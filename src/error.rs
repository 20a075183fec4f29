//! Application error type shared by services, repositories and HTTP handlers.
//!
//! Errors carry a human-readable message plus structured `details` which are
//! rendered into the JSON error envelope returned by the API:
//!
//! ```json
//! { "error": { "code": "not_found", "message": "Short link not found", "details": { "code": "abc123" } } }
//! ```

use axum::{
    Json,
    http::StatusCode,
    response::{IntoResponse, Response},
};
use serde::Serialize;
use serde_json::{Value, json};
use thiserror::Error;

use crate::utils::db_error::{SHORT_CODE_CONSTRAINT, is_unique_violation_on_code};

#[derive(Serialize)]
struct ErrorBody {
    error: ErrorInfo,
}

/// Serializable error payload.
#[derive(Debug, Clone, Serialize)]
pub struct ErrorInfo {
    pub code: &'static str,
    pub message: String,
    pub details: Value,
}

/// Error taxonomy of the link and analytics core.
#[derive(Debug, Error)]
pub enum AppError {
    /// A caller supplied an argument that can never succeed (bad length, bad URL).
    #[error("{message}")]
    InvalidArgument { message: String, details: Value },

    /// The requested short code does not exist.
    #[error("{message}")]
    NotFound { message: String, details: Value },

    /// A uniqueness constraint rejected the write.
    #[error("{message}")]
    Conflict { message: String, details: Value },

    /// No unused short code was found within the retry budget.
    #[error("failed to generate a unique short code after {attempts} attempts")]
    CodeExhausted { attempts: usize },

    /// The operating system entropy source could not be read.
    #[error("random source unavailable: {0}")]
    RandomSource(String),

    /// Registry read or write failure.
    #[error("{message}")]
    Storage { message: String, details: Value },
}

impl AppError {
    pub fn invalid_argument(message: impl Into<String>, details: Value) -> Self {
        Self::InvalidArgument {
            message: message.into(),
            details,
        }
    }

    pub fn not_found(message: impl Into<String>, details: Value) -> Self {
        Self::NotFound {
            message: message.into(),
            details,
        }
    }

    pub fn conflict(message: impl Into<String>, details: Value) -> Self {
        Self::Conflict {
            message: message.into(),
            details,
        }
    }

    pub fn storage(message: impl Into<String>, details: Value) -> Self {
        Self::Storage {
            message: message.into(),
            details,
        }
    }

    /// Stable machine-readable error code.
    pub fn code(&self) -> &'static str {
        match self {
            AppError::InvalidArgument { .. } => "validation_error",
            AppError::NotFound { .. } => "not_found",
            AppError::Conflict { .. } => "conflict",
            AppError::CodeExhausted { .. } => "code_exhausted",
            AppError::RandomSource(_) => "internal_error",
            AppError::Storage { .. } => "internal_error",
        }
    }

    pub fn status(&self) -> StatusCode {
        match self {
            AppError::InvalidArgument { .. } => StatusCode::BAD_REQUEST,
            AppError::NotFound { .. } => StatusCode::NOT_FOUND,
            AppError::Conflict { .. } => StatusCode::CONFLICT,
            AppError::CodeExhausted { .. } => StatusCode::SERVICE_UNAVAILABLE,
            AppError::RandomSource(_) | AppError::Storage { .. } => {
                StatusCode::INTERNAL_SERVER_ERROR
            }
        }
    }

    /// Converts the error into its public representation.
    ///
    /// Storage and entropy failures are reported generically; their cause is
    /// logged instead of being sent to the client.
    pub fn to_error_info(&self) -> ErrorInfo {
        let (message, details) = match self {
            AppError::InvalidArgument { message, details }
            | AppError::NotFound { message, details }
            | AppError::Conflict { message, details } => (message.clone(), details.clone()),
            AppError::CodeExhausted { attempts } => (
                self.to_string(),
                json!({ "attempts": attempts }),
            ),
            AppError::RandomSource(_) | AppError::Storage { .. } => {
                ("Internal server error".to_string(), json!({}))
            }
        };

        ErrorInfo {
            code: self.code(),
            message,
            details,
        }
    }
}

impl IntoResponse for AppError {
    fn into_response(self) -> Response {
        let status = self.status();

        if status.is_server_error() {
            tracing::error!(error = %self, code = self.code(), "Request failed");
        }

        let body = ErrorBody {
            error: self.to_error_info(),
        };

        (status, Json(body)).into_response()
    }
}

impl From<sqlx::Error> for AppError {
    fn from(e: sqlx::Error) -> Self {
        if is_unique_violation_on_code(&e) {
            return AppError::conflict(
                "Short code already exists",
                json!({ "constraint": SHORT_CODE_CONSTRAINT }),
            );
        }

        if let sqlx::Error::RowNotFound = e {
            return AppError::not_found("Record not found", json!({}));
        }

        AppError::storage(format!("Database error: {e}"), json!({}))
    }
}

impl From<validator::ValidationErrors> for AppError {
    fn from(e: validator::ValidationErrors) -> Self {
        let fields: Vec<String> = e.field_errors().keys().map(|k| k.to_string()).collect();

        AppError::invalid_argument(
            "Request validation failed",
            json!({ "fields": fields, "reason": e.to_string() }),
        )
    }
}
============================================================
Work task ▸
Give the number of lines in the records above in which the word "CodeExhausted" appears. Include no other text.

Output for this task ▸
4